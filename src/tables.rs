//! Well-known method and version prefix tables.
//!
//! Both lookups are speculative fast paths: a miss just means "fall back to
//! the general token/byte scan," not an error. Grounded on the teacher's
//! `parse_response_line` (`src/parser.rs`), which matches the fixed-width
//! `"HTTP/1.0 "` / `"HTTP/1.1 "` prefixes by direct byte-slice comparison.

use crate::method::HttpMethod;
use crate::version::HttpVersion;

const METHODS: &[(&[u8], HttpMethod)] = &[
    (b"GET", HttpMethod::GET),
    (b"PUT", HttpMethod::PUT),
    (b"POST", HttpMethod::POST),
    (b"HEAD", HttpMethod::HEAD),
    (b"TRACE", HttpMethod::TRACE),
    (b"PATCH", HttpMethod::PATCH),
    (b"DELETE", HttpMethod::DELETE),
    (b"CONNECT", HttpMethod::CONNECT),
    (b"OPTIONS", HttpMethod::OPTIONS),
];

/// If `span` starts with one of the well-known method names immediately
/// followed by a space, returns `(method, len(name))`. The caller advances
/// past `len + 1` bytes (name and the space) on a hit.
#[inline]
pub fn known_method(span: &[u8]) -> Option<(HttpMethod, usize)> {
    for &(name, method) in METHODS {
        let len = name.len();
        if span.len() > len && &span[..len] == name && span[len] == b' ' {
            return Some((method, len));
        }
    }
    None
}

/// If `span` starts with `"HTTP/1.0"` or `"HTTP/1.1"` immediately followed
/// by CR, returns `(version, 8)`. The caller advances past `len + 1` bytes
/// (version and CR) on a hit.
#[inline]
pub fn known_version(span: &[u8]) -> Option<(HttpVersion, usize)> {
    const LEN: usize = 8; // b"HTTP/1.X".len()

    if span.len() <= LEN || span[LEN] != b'\r' {
        return None;
    }

    match &span[..LEN] {
        b"HTTP/1.0" => Some((HttpVersion::Http10, LEN)),
        b"HTTP/1.1" => Some((HttpVersion::Http11, LEN)),
        _ => None,
    }
}

#[cfg(test)]
mod test {
    use super::*;

    #[test]
    fn matches_known_method_with_trailing_space() {
        assert_eq!(known_method(b"GET /x"), Some((HttpMethod::GET, 3)));
        assert_eq!(known_method(b"CONNECT x"), Some((HttpMethod::CONNECT, 7)));
    }

    #[test]
    fn rejects_method_without_trailing_space() {
        assert_eq!(known_method(b"GETX /x"), None);
        assert_eq!(known_method(b"GET"), None);
    }

    #[test]
    fn matches_known_version_with_trailing_cr() {
        assert_eq!(known_version(b"HTTP/1.1\r\n"), Some((HttpVersion::Http11, 8)));
        assert_eq!(known_version(b"HTTP/1.0\r\n"), Some((HttpVersion::Http10, 8)));
    }

    #[test]
    fn rejects_version_without_trailing_cr_or_unknown() {
        assert_eq!(known_version(b"HTTP/1.1X"), None);
        assert_eq!(known_version(b"HTTP/2.0\r\n"), None);
        assert_eq!(known_version(b"HTTP/1.1"), None);
    }

    #[test]
    fn never_reads_past_span_len() {
        // Shorter than the fixed-width candidates: must not panic.
        assert_eq!(known_method(b"GE"), None);
        assert_eq!(known_version(b"HTTP/1."), None);
    }
}
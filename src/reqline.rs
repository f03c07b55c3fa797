//! Request-line recognition: `method SP request-target SP HTTP-version CRLF`.

use crate::buffer::{materialise_line, seek, Line, ReadCursor, SegmentedBuffer};
use crate::error::{detail_if_enabled, Rejection, Result};
use crate::handler::Handler;
use crate::method::HttpMethod;
use crate::scan::index_of;
use crate::tables::{known_method, known_version};
use crate::token::is_token_char;
use crate::version::HttpVersion;

/// Outcome of [`parse_request_line`].
pub struct RequestLineStatus {
    /// `true` once the request line has been fully recognised and the
    /// handler invoked; `false` means more bytes are needed.
    pub complete: bool,
    pub consumed: ReadCursor,
    pub examined: ReadCursor,
}

/// Try to recognise one request line from `buf`, starting at `buf.start()`.
///
/// On success, calls `handler.on_start_line(..)` exactly once and returns
/// `consumed == examined == position right after the trailing LF`. On
/// need-more, returns `consumed == buf.start()`, `examined == buf.end()`.
/// Malformed input is reported as `Err(Rejection)`; no handler callback is
/// made in that case.
pub fn parse_request_line<B, H>(
    handler: &mut H,
    buf: &B,
    scratch: &mut Vec<u8>,
) -> Result<RequestLineStatus>
where
    B: SegmentedBuffer + ?Sized,
    H: Handler,
{
    let start = buf.start();
    let end = buf.end();

    let (line_end, line): (ReadCursor, Line<'_, '_>) = if buf.is_single_segment() {
        let tail = buf.segment_tail(start);
        match index_of(tail, b'\n') {
            Some(lf) => {
                let line_end = buf.advance(start, lf + 1);
                (line_end, Line::Borrowed(&tail[..=lf]))
            }
            None => {
                return Ok(RequestLineStatus {
                    complete: false,
                    consumed: start,
                    examined: end,
                })
            }
        }
    } else {
        match seek(buf, start, end, b'\n') {
            Some((lf_cursor, _)) => {
                let line_end = buf.advance(lf_cursor, 1);
                (line_end, materialise_line(buf, start, line_end, scratch))
            }
            None => {
                return Ok(RequestLineStatus {
                    complete: false,
                    consumed: start,
                    examined: end,
                })
            }
        }
    };

    let line: &[u8] = &line;

    match parse_line(line) {
        Ok(parsed) => {
            handler.on_start_line(
                parsed.method,
                parsed.version,
                &line[parsed.path_start..parsed.query_end],
                &line[parsed.path_start..parsed.path_end],
                &line[parsed.query_start..parsed.query_end],
                parsed.custom_method.map(|r| &line[r]).unwrap_or(&[]),
            );
            Ok(RequestLineStatus {
                complete: true,
                consumed: line_end,
                examined: line_end,
            })
        }
        Err(e) => Err(e),
    }
}

struct Parsed {
    method: HttpMethod,
    version: HttpVersion,
    custom_method: Option<core::ops::Range<usize>>,
    path_start: usize,
    path_end: usize,
    query_start: usize,
    query_end: usize,
}

/// Walk one complete request line (ending in LF) and pull out its fields.
/// `line` is never retained past this call.
fn parse_line(line: &[u8]) -> Result<Parsed> {
    let mut i = 0usize;

    // --- 1. method ---
    let (method, custom_method) = match known_method(&line[i..]) {
        Some((m, len)) => {
            i += len + 1;
            (m, None)
        }
        None => {
            let method_start = i;
            loop {
                match line.get(i) {
                    Some(b' ') => break,
                    Some(&c) if is_token_char(c) => i += 1,
                    _ => return Err(reject_invalid_request_line(line)),
                }
            }
            if i == method_start {
                return Err(reject_invalid_request_line(line));
            }
            let range = method_start..i;
            i += 1; // past the space
            (HttpMethod::Custom, Some(range))
        }
    };

    // --- 2./3. target: path and optional query ---
    let mut path_start: Option<usize> = None;
    let path_end;
    let query_start;
    let query_end;

    loop {
        match line.get(i) {
            Some(b' ') => {
                path_end = i;
                if path_start.is_none() {
                    return Err(reject_invalid_request_line(line));
                }
                query_start = i;
                query_end = i;
                i += 1;
                break;
            }
            Some(b'?') => {
                path_end = i;
                if path_start.is_none() {
                    return Err(reject_invalid_request_line(line));
                }
                query_start = i;
                i += 1;

                // --- 3. query ---
                loop {
                    match line.get(i) {
                        Some(b' ') => {
                            query_end = i;
                            i += 1;
                            break;
                        }
                        Some(_) => i += 1,
                        None => return Err(reject_invalid_request_line(line)),
                    }
                }
                break;
            }
            Some(b'%') => {
                if path_start.is_none() {
                    return Err(reject_invalid_request_line(line));
                }
                i += 1;
            }
            Some(_) => {
                if path_start.is_none() {
                    path_start = Some(i);
                }
                i += 1;
            }
            None => return Err(reject_invalid_request_line(line)),
        }
    }
    let path_start = path_start.unwrap();

    // --- 4. version ---
    let version = match known_version(&line[i..]) {
        Some((v, len)) => {
            i += len + 1;
            v
        }
        None => {
            let version_start = i;
            let cr = match index_of(&line[i..], b'\r') {
                Some(off) => i + off,
                None => return Err(reject_invalid_request_line(line)),
            };
            let candidate = &line[version_start..cr];
            return Err(if candidate.is_empty() {
                reject_invalid_request_line(line)
            } else {
                reject_unrecognized_version(candidate)
            });
        }
    };

    // --- 5. LF ---
    match line.get(i) {
        Some(b'\n') => {}
        _ => return Err(reject_invalid_request_line(line)),
    }

    Ok(Parsed {
        method,
        version,
        custom_method,
        path_start,
        path_end,
        query_start,
        query_end,
    })
}

#[cold]
#[inline(never)]
fn reject_invalid_request_line(line: &[u8]) -> Rejection {
    let cap = line.len().min(32);
    Rejection::InvalidRequestLine(detail_if_enabled(&line[..cap]))
}

#[cold]
#[inline(never)]
fn reject_unrecognized_version(candidate: &[u8]) -> Rejection {
    Rejection::UnrecognizedHttpVersion(detail_if_enabled(candidate))
}
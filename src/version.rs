/// HTTP version recognised on the request line.
///
/// [`Unknown`][HttpVersion::Unknown] is a transient value used only while a
/// request line is being assembled; it never escapes a successful parse and
/// is never passed to [`Handler::on_start_line`][crate::Handler::on_start_line].
#[derive(Debug, Clone, Copy, PartialEq, Eq, Hash)]
pub enum HttpVersion {
    Http10,
    Http11,
    /// Transient only — never emitted to a handler.
    Unknown,
}
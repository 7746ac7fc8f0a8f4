//! Inspect recorded replay sessions.
//!
//! `list` prints the sessions in a directory, `show` prints one
//! session's interactions, and `check` decodes every session file and exits
//! non-zero if any is corrupt.

#![forbid(unsafe_code)]

use std::io;
use std::path::PathBuf;

use anyhow::{Context, Result, bail};
use clap::{Parser, Subcommand};
use cloudreplay::config::{HarnessConfig, REPLAY_ENV_DIR};
use cloudreplay::store::{FileSessionStore, SessionStore};
use cloudreplay::Session;
use tracing_subscriber::EnvFilter;

#[derive(Debug, Parser)]
#[command(name = "session_inspect")]
#[command(about = "List, show and validate recorded replay sessions")]
struct Args {
    /// Session directory (default: $REPLAY_SESSION_DIR or tests/fixtures/replay).
    #[arg(long, global = true)]
    dir: Option<PathBuf>,

    #[command(subcommand)]
    command: Command,
}

#[derive(Debug, Subcommand)]
enum Command {
    /// Print every recorded session with its provider and size.
    List,
    /// Print one session's annotations and interactions.
    Show {
        name: String,
        /// Print the session as JSON instead of a summary.
        #[arg(long)]
        json: bool,
    },
    /// Decode every session file; exit non-zero if any is corrupt.
    Check,
}

fn main() -> Result<()> {
    tracing_subscriber::fmt()
        .with_env_filter(EnvFilter::from_default_env())
        .with_target(false)
        .with_writer(io::stderr)
        .init();

    let args = Args::parse();
    let dir = match args.dir {
        Some(dir) => dir,
        None => {
            HarnessConfig::from_env()
                .with_context(|| format!("read {REPLAY_ENV_DIR}"))?
                .session_dir
        }
    };
    let store = FileSessionStore::new(dir);

    match args.command {
        Command::List => {
            for name in store.list().context("list sessions")? {
                match store.load(&name) {
                    Ok(session) => println!(
                        "{name}\t{}\t{} interactions",
                        session.provider,
                        session.len()
                    ),
                    Err(_) => println!("{name}\t<corrupt>"),
                }
            }
        }
        Command::Show { name, json } => {
            let session = store
                .load(&name)
                .with_context(|| format!("load session {name}"))?;
            if json {
                let bytes = cloudreplay::store::encode_session(&session)
                    .context("encode session")?;
                print!("{}", String::from_utf8_lossy(&bytes));
            } else {
                print_session(&session);
            }
        }
        Command::Check => {
            let names = store.list().context("list sessions")?;
            let mut corrupt = 0usize;
            for name in &names {
                match store.load(name) {
                    Ok(session) => println!("ok      {name} ({} interactions)", session.len()),
                    Err(err) => {
                        corrupt += 1;
                        println!("CORRUPT {name}: {err}");
                    }
                }
            }
            if corrupt > 0 {
                bail!(
                    "{corrupt} of {} sessions in {} failed to decode",
                    names.len(),
                    store.dir().display()
                );
            }
        }
    }
    Ok(())
}

fn print_session(session: &Session) {
    println!("session:     {}", session.name);
    println!("provider:    {}", session.provider);
    println!("recorded_at: {}", session.recorded_at);
    for (key, value) in &session.annotations {
        println!("annotation:  {key} = {value}");
    }
    for (index, interaction) in session.interactions.iter().enumerate() {
        println!(
            "[{index:>3}] {} -> {}",
            interaction.request.debug_key(),
            interaction.outcome.summary()
        );
    }
}
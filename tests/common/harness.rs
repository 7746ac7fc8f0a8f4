//! Test harness for record/replay tests.
//!
//! The `TestHarness` provides:
//! - A temporary session directory
//! - Mode controllers for recording into and replaying from it
//! - A test logger that dumps on failure

#![allow(dead_code)]

use super::fake::FakeCloud;
use super::logging::{TestLogger, init_tracing};
use cloudreplay::{
    HarnessConfig, Mode, ModeController, Provisioned, RecordInputs, ScrubRegistry, Session,
    TestSession, Transport,
};
use cloudreplay::store::{FileSessionStore, SessionStore};
use std::env;
use std::path::{Path, PathBuf};
use std::sync::Arc;
use tempfile::TempDir;

pub struct TestHarness {
    name: String,
    temp_dir: TempDir,
    logger: TestLogger,
    registry: ScrubRegistry,
}

impl TestHarness {
    pub fn new(name: impl Into<String>) -> Self {
        init_tracing();
        let name = name.into();
        let temp_dir = TempDir::new().expect("Failed to create temp directory");
        let logger = TestLogger::new();

        logger.info("harness", format!("Test '{name}' started"));
        logger.info_ctx("harness", "Session directory created", |ctx| {
            ctx.push(("path".into(), temp_dir.path().display().to_string()));
        });

        Self {
            name,
            temp_dir,
            logger,
            registry: ScrubRegistry::new(),
        }
    }

    #[must_use]
    pub fn with_registry(mut self, registry: ScrubRegistry) -> Self {
        self.registry = registry;
        self
    }

    pub const fn log(&self) -> &TestLogger {
        &self.logger
    }

    pub fn name(&self) -> &str {
        &self.name
    }

    pub fn session_dir(&self) -> &Path {
        self.temp_dir.path()
    }

    pub fn store(&self) -> FileSessionStore {
        FileSessionStore::new(self.session_dir())
    }

    pub fn session_path(&self, session: &str) -> PathBuf {
        self.store().path_for(session)
    }

    pub fn controller(&self, mode: Mode) -> ModeController {
        ModeController::with_file_store(
            HarnessConfig::new(mode, self.session_dir()),
            self.registry.clone(),
        )
    }

    /// Starts a record-mode session against `cloud`.
    pub fn record(&self, session: &str, provider: &str, cloud: &Arc<FakeCloud>) -> TestSession {
        self.logger.info_ctx("record", "Recording session", |ctx| {
            ctx.push(("session".into(), session.to_string()));
            ctx.push(("provider".into(), provider.to_string()));
        });
        let inputs = RecordInputs::new(Arc::clone(cloud) as Arc<dyn Transport>, Provisioned::new());
        self.controller(Mode::Record)
            .begin(session, provider, Some(inputs))
            .expect("begin record session")
    }

    pub fn replay(&self, session: &str, provider: &str) -> TestSession {
        self.logger.info_ctx("replay", "Replaying session", |ctx| {
            ctx.push(("session".into(), session.to_string()));
        });
        self.controller(Mode::Replay)
            .begin(session, provider, None)
            .expect("begin replay session")
    }

    pub fn load(&self, session: &str) -> Session {
        self.store().load(session).expect("load session")
    }
}

impl Drop for TestHarness {
    fn drop(&mut self) {
        self.logger.info_ctx("harness", "Test completing", |ctx| {
            ctx.push((
                "elapsed".into(),
                format!("{:.3}s", self.logger.elapsed().as_secs_f64()),
            ));
        });

        if std::thread::panicking() {
            eprintln!("\n=== TEST FAILED: {} ===", self.name);
            eprint!("{}", self.logger.dump());
            eprintln!("=== END LOGS ===\n");

            if let Ok(path) = env::var("TEST_LOG_PATH") {
                if let Err(err) = self.logger.write_dump_to_path(&path) {
                    eprintln!("Failed to write test log to {path}: {err}");
                }
            }
        }
    }
}
//! Common test infrastructure for `cloudreplay`.
//!
//! - A scripted fake cloud service to record against
//! - Test harness with a temporary session directory
//! - Test logging with auto-dump on failure

pub mod fake;
pub mod harness;
pub mod logging;

#[allow(unused_imports)]
pub use fake::FakeCloud;
#[allow(unused_imports)]
pub use harness::TestHarness;
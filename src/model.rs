//! Recorded request/response types.
//!
//! Records are opaque bytes plus metadata. Nothing here knows about a
//! particular provider's wire protocol.

use crate::error::{Error, Result};
use chrono::{SecondsFormat, Utc};
use serde::{Deserialize, Serialize};
use sha2::{Digest, Sha256};
use std::collections::BTreeMap;
use std::fmt;

/// An outbound call as the client library produced it.
#[derive(Debug, Clone, PartialEq, Eq, Serialize, Deserialize)]
pub struct RequestRecord {
    pub method: String,
    /// URL for HTTP transports, endpoint or service path otherwise.
    pub target: String,
    #[serde(default)]
    pub headers: Vec<(String, String)>,
    #[serde(default, with = "crate::codec::body")]
    pub body: Vec<u8>,
    /// Out-of-band call data, e.g. the RPC method name of a non-HTTP call.
    #[serde(default, skip_serializing_if = "BTreeMap::is_empty")]
    pub metadata: BTreeMap<String, String>,
}

impl RequestRecord {
    pub fn new(method: impl Into<String>, target: impl Into<String>) -> Self {
        Self {
            method: method.into(),
            target: target.into(),
            headers: Vec::new(),
            body: Vec::new(),
            metadata: BTreeMap::new(),
        }
    }

    #[must_use]
    pub fn header(mut self, name: impl Into<String>, value: impl Into<String>) -> Self {
        self.headers.push((name.into(), value.into()));
        self
    }

    #[must_use]
    pub fn body(mut self, body: impl Into<Vec<u8>>) -> Self {
        self.body = body.into();
        self
    }

    #[must_use]
    pub fn metadata(mut self, key: impl Into<String>, value: impl Into<String>) -> Self {
        self.metadata.insert(key.into(), value.into());
        self
    }

    /// All values for `name`, case-insensitively, in entry order.
    pub fn header_values<'a>(&'a self, name: &'a str) -> impl Iterator<Item = &'a str> + 'a {
        header_values(&self.headers, name)
    }

    /// Short human-readable key used in logs and error messages.
    pub fn debug_key(&self) -> String {
        let method = self.method.to_ascii_uppercase();
        let mut out = format!("{method} {}", self.target);
        if let Some(rpc) = self.metadata.get("rpc_method") {
            out.push_str(" rpc=");
            out.push_str(rpc);
        }
        if self.body.is_empty() {
            out.push_str(" body_sha256=<none>");
        } else {
            out.push_str(" body_sha256=");
            out.push_str(&short_sha256(&self.body));
            out.push_str(" body_len=");
            out.push_str(&self.body.len().to_string());
        }
        out
    }
}

/// A response as the real transport delivered it.
#[derive(Debug, Clone, PartialEq, Eq, Serialize, Deserialize)]
pub struct ResponseRecord {
    pub status: u16,
    #[serde(default)]
    pub headers: Vec<(String, String)>,
    #[serde(default, with = "crate::codec::body")]
    pub body: Vec<u8>,
}

impl ResponseRecord {
    pub const fn new(status: u16) -> Self {
        Self {
            status,
            headers: Vec::new(),
            body: Vec::new(),
        }
    }

    #[must_use]
    pub fn header(mut self, name: impl Into<String>, value: impl Into<String>) -> Self {
        self.headers.push((name.into(), value.into()));
        self
    }

    #[must_use]
    pub fn body(mut self, body: impl Into<Vec<u8>>) -> Self {
        self.body = body.into();
        self
    }

    pub fn header_values<'a>(&'a self, name: &'a str) -> impl Iterator<Item = &'a str> + 'a {
        header_values(&self.headers, name)
    }

    pub fn body_text(&self) -> String {
        String::from_utf8_lossy(&self.body).into_owned()
    }
}

fn header_values<'a>(
    headers: &'a [(String, String)],
    name: &'a str,
) -> impl Iterator<Item = &'a str> + 'a {
    headers
        .iter()
        .filter(move |(key, _)| key.eq_ignore_ascii_case(name))
        .map(|(_, value)| value.as_str())
}

#[derive(Debug, Clone, Copy, PartialEq, Eq, Hash, Serialize, Deserialize)]
#[serde(rename_all = "snake_case")]
pub enum TransportErrorKind {
    Timeout,
    Connect,
    Canceled,
    Protocol,
    Other,
}

impl TransportErrorKind {
    pub const fn as_str(self) -> &'static str {
        match self {
            Self::Timeout => "timeout",
            Self::Connect => "connect",
            Self::Canceled => "canceled",
            Self::Protocol => "protocol",
            Self::Other => "other",
        }
    }
}

impl fmt::Display for TransportErrorKind {
    fn fmt(&self, f: &mut fmt::Formatter<'_>) -> fmt::Result {
        f.write_str(self.as_str())
    }
}

/// A failed call, in a form that can be stored and handed back on replay.
#[derive(Debug, Clone, PartialEq, Eq, Serialize, Deserialize, thiserror::Error)]
#[error("{kind}: {message}")]
pub struct TransportError {
    pub kind: TransportErrorKind,
    pub message: String,
}

impl TransportError {
    pub fn new(kind: TransportErrorKind, message: impl Into<String>) -> Self {
        Self {
            kind,
            message: message.into(),
        }
    }

    pub fn canceled() -> Self {
        Self::new(
            TransportErrorKind::Canceled,
            "call dropped before completion",
        )
    }
}

/// What a call produced: a response, or the error the transport raised.
#[derive(Debug, Clone, PartialEq, Eq, Serialize, Deserialize)]
#[serde(rename_all = "snake_case")]
pub enum Outcome {
    Response(ResponseRecord),
    Error(TransportError),
}

impl Outcome {
    /// Captures the result of a real call. Errors that are not transport
    /// errors are stored as [`Error::into_transport_error`] would convert them.
    pub fn from_result(result: &Result<ResponseRecord>) -> Self {
        match result {
            Ok(response) => Self::Response(response.clone()),
            Err(Error::Transport(err)) => Self::Error(err.clone()),
            Err(other) => Self::Error(TransportError::new(
                TransportErrorKind::Other,
                other.to_string(),
            )),
        }
    }

    pub fn into_result(self) -> Result<ResponseRecord> {
        match self {
            Self::Response(response) => Ok(response),
            Self::Error(err) => Err(Error::Transport(err)),
        }
    }

    pub const fn response(&self) -> Option<&ResponseRecord> {
        match self {
            Self::Response(response) => Some(response),
            Self::Error(_) => None,
        }
    }

    pub fn summary(&self) -> String {
        match self {
            Self::Response(response) => {
                format!("{} ({} bytes)", response.status, response.body.len())
            }
            Self::Error(err) => format!("error {err}"),
        }
    }
}

/// One recorded request/response pair.
#[derive(Debug, Clone, PartialEq, Eq, Serialize, Deserialize)]
pub struct Interaction {
    pub request: RequestRecord,
    pub outcome: Outcome,
}

/// The complete ordered recording of one test.
#[derive(Debug, Clone, PartialEq, Eq)]
pub struct Session {
    pub name: String,
    /// Selects the scrub rule set used on replay.
    pub provider: String,
    pub recorded_at: String,
    /// Record-time values the test wants back on replay.
    pub annotations: BTreeMap<String, String>,
    pub interactions: Vec<Interaction>,
}

impl Session {
    pub fn new(name: impl Into<String>, provider: impl Into<String>) -> Self {
        Self {
            name: name.into(),
            provider: provider.into(),
            recorded_at: Utc::now().to_rfc3339_opts(SecondsFormat::Millis, true),
            annotations: BTreeMap::new(),
            interactions: Vec::new(),
        }
    }

    pub fn len(&self) -> usize {
        self.interactions.len()
    }

    pub fn is_empty(&self) -> bool {
        self.interactions.is_empty()
    }
}

pub(crate) fn short_sha256(bytes: &[u8]) -> String {
    use std::fmt::Write as _;

    let digest = Sha256::digest(bytes);
    let mut out = String::with_capacity(12);
    for b in &digest[..6] {
        let _ = write!(out, "{b:02x}");
    }
    out
}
════════
ACTION ITEM: Quote exactly the first line of the data and every line after it through the one holding "const METHODS: &[(&[u8], HttpMethod)]".

ANSWER SPACE:
filename src/tables.rs
//! Well-known method and version prefix tables.
//!
//! Both lookups are speculative fast paths: a miss just means "fall back to
//! the general token/byte scan," not an error. Grounded on the teacher's
//! `parse_response_line` (`src/parser.rs`), which matches the fixed-width
//! `"HTTP/1.0 "` / `"HTTP/1.1 "` prefixes by direct byte-slice comparison.

use crate::method::HttpMethod;
use crate::version::HttpVersion;

const METHODS: &[(&[u8], HttpMethod)] = &[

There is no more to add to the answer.